Segment Open
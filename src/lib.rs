pub mod config;
pub mod error;
pub mod grid;
pub mod gridsight;

// 重新导出grid模块中的常用类型和函数
pub use error::{GridError, GridResult};
pub use grid::{Cube, CubeClass, DebugImage, DedupMode, EdgeMode, GridDecoder, GridVariant};
pub use grid::{FeatureVector, QuantParams, Tensor, load_features, parse_features};
pub use grid::{InferenceEngine, OnnxEngine, ReplayEngine, ScanOutcome, Scanner};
Segment Closed
● **EXERCISE AIM**: Copy out every line of the listing that contains the string "error".

● **YOUR SOLUTION**:
pub mod error;
pub use error::{GridError, GridResult};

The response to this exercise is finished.